The COVID-19 pandemic has caused massive disruption to education, which is likely to have lasting effects on the health of everyone involved.
The National Audit Office reported that just 1% of Covid support funding went to the education sector.
Investing in education, researchers say, will do more to improve health care than the same investment in health care.
Writing in the Journal of the Royal Society of Medicine, researchers investigated how education and health interact.
Problems in either can cause lasting harm to the other.
It can be as varied as child malnutrition leading to a poorer quality of life 40 years later, or sleep disorders linked to poorer academic achievement.
Investments in one, such as improving physical health, have additional positive effects by improving grades.

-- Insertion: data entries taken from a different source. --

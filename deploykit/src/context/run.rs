//! Per-run identity.

use crate::config::DeployConfig;
use crate::utils::{compact_timestamp, time_of_day_suffix, ResourceNames};
use chrono::{DateTime, Utc};
use serde::{Deserialize, Serialize};
use std::path::{Path, PathBuf};
use uuid::Uuid;

/// File name of the deployment report inside a run directory.
pub const REPORT_FILE: &str = "deployment_report.json";
/// File name of the kubeconfig inside a run directory.
pub const KUBECONFIG_FILE: &str = "kubeconfig.yaml";
/// Directory holding applied manifests inside a run directory.
pub const MANIFESTS_DIR: &str = "k8s-manifests";

/// Identity of one deployment run.
///
/// Created once when the run starts and shared by reference with every
/// stage. Resource names derive from the start time, so two runs of the same
/// project never collide.
#[derive(Debug, Clone, PartialEq, Eq, Serialize, Deserialize)]
pub struct RunContext {
    run_id: Uuid,
    started_at: DateTime<Utc>,
    timestamp: String,
    project: String,
    slug: String,
    names: ResourceNames,
    output_root: PathBuf,
    run_dir: PathBuf,
    zone: String,
    namespace: String,
}

impl RunContext {
    /// Creates the context for a run starting now.
    #[must_use]
    pub fn new(config: &DeployConfig) -> Self {
        Self::starting_at(config, Utc::now())
    }

    /// Creates the context for a run starting at `started_at`.
    #[must_use]
    pub fn starting_at(config: &DeployConfig, started_at: DateTime<Utc>) -> Self {
        let slug = config.project_slug();
        let timestamp = compact_timestamp(&started_at);
        let names = ResourceNames::derive(&slug, &time_of_day_suffix(&started_at));
        Self {
            run_id: Uuid::new_v4(),
            started_at,
            run_dir: config.output_dir.join(&timestamp),
            output_root: config.output_dir.clone(),
            timestamp,
            project: config.project_name.clone(),
            slug,
            names,
            zone: config.zone.clone(),
            namespace: config.kubernetes.namespace.clone(),
        }
    }

    /// Returns the run id.
    #[must_use]
    pub fn run_id(&self) -> Uuid {
        self.run_id
    }

    /// Returns the start time.
    #[must_use]
    pub fn started_at(&self) -> DateTime<Utc> {
        self.started_at
    }

    /// Returns the compact `YYYYMMDD_HHMMSS` timestamp.
    #[must_use]
    pub fn timestamp(&self) -> &str {
        &self.timestamp
    }

    /// Returns the project name.
    #[must_use]
    pub fn project(&self) -> &str {
        &self.project
    }

    /// Returns the project slug.
    #[must_use]
    pub fn slug(&self) -> &str {
        &self.slug
    }

    /// Returns the generated resource names.
    #[must_use]
    pub fn names(&self) -> &ResourceNames {
        &self.names
    }

    /// Returns the root of all run directories.
    #[must_use]
    pub fn output_root(&self) -> &Path {
        &self.output_root
    }

    /// Returns this run's output directory.
    #[must_use]
    pub fn run_dir(&self) -> &Path {
        &self.run_dir
    }

    /// Returns the zone.
    #[must_use]
    pub fn zone(&self) -> &str {
        &self.zone
    }

    /// Returns the workload namespace.
    #[must_use]
    pub fn namespace(&self) -> &str {
        &self.namespace
    }

    /// Returns where the kubeconfig is written.
    #[must_use]
    pub fn kubeconfig_path(&self) -> PathBuf {
        self.run_dir.join(KUBECONFIG_FILE)
    }

    /// Returns where the deployment report is written.
    #[must_use]
    pub fn report_path(&self) -> PathBuf {
        self.run_dir.join(REPORT_FILE)
    }

    /// Returns where applied manifests are written.
    #[must_use]
    pub fn manifests_dir(&self) -> PathBuf {
        self.run_dir.join(MANIFESTS_DIR)
    }

    /// Creates the run directory.
    pub fn create_run_dir(&self) -> std::io::Result<()> {
        std::fs::create_dir_all(&self.run_dir)
    }
}
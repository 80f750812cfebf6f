//! Testing utilities for deploykit pipelines.
//!
//! This module provides:
//! - In-memory cloud, cluster and registry collaborators
//! - Sample configuration, credentials and manifests

mod fakes;
mod fixtures;

pub use fakes::{FakeCloud, FakeKube, FakeRegistry};
pub use fixtures::{
    sample_config, sample_credentials, sample_manifests, StaticManifestSource,
};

Dr Anant Jani, from the Oxford Martin School at the University of Oxford, said:
“The COVID-19 pandemic has caused the greatest disruption ever to education systems around the world.
“Simulations suggest that around 0.6 years of schooling will be lost globally due to school closures, with higher levels for children from lower socioeconomic groups, who have been historically disadvantaged due to reduced access to high quality education.”
They cite research showing that each additional year of schooling a person receives is linked to a 6.85% reduction in health problems.
Another issue raised is the rates of over-prescribing and over-diagnosis in our healthcare sector.
It’s about giving people drugs they don’t need or want with minimal or negative health benefits, as well as diagnosing and treating conditions that don’t cause symptoms or do not harm a person.
Researchers argue that spending in these areas would have greater health returns if invested in areas of education that would improve the prevention of many diseases linked to poor understanding of health.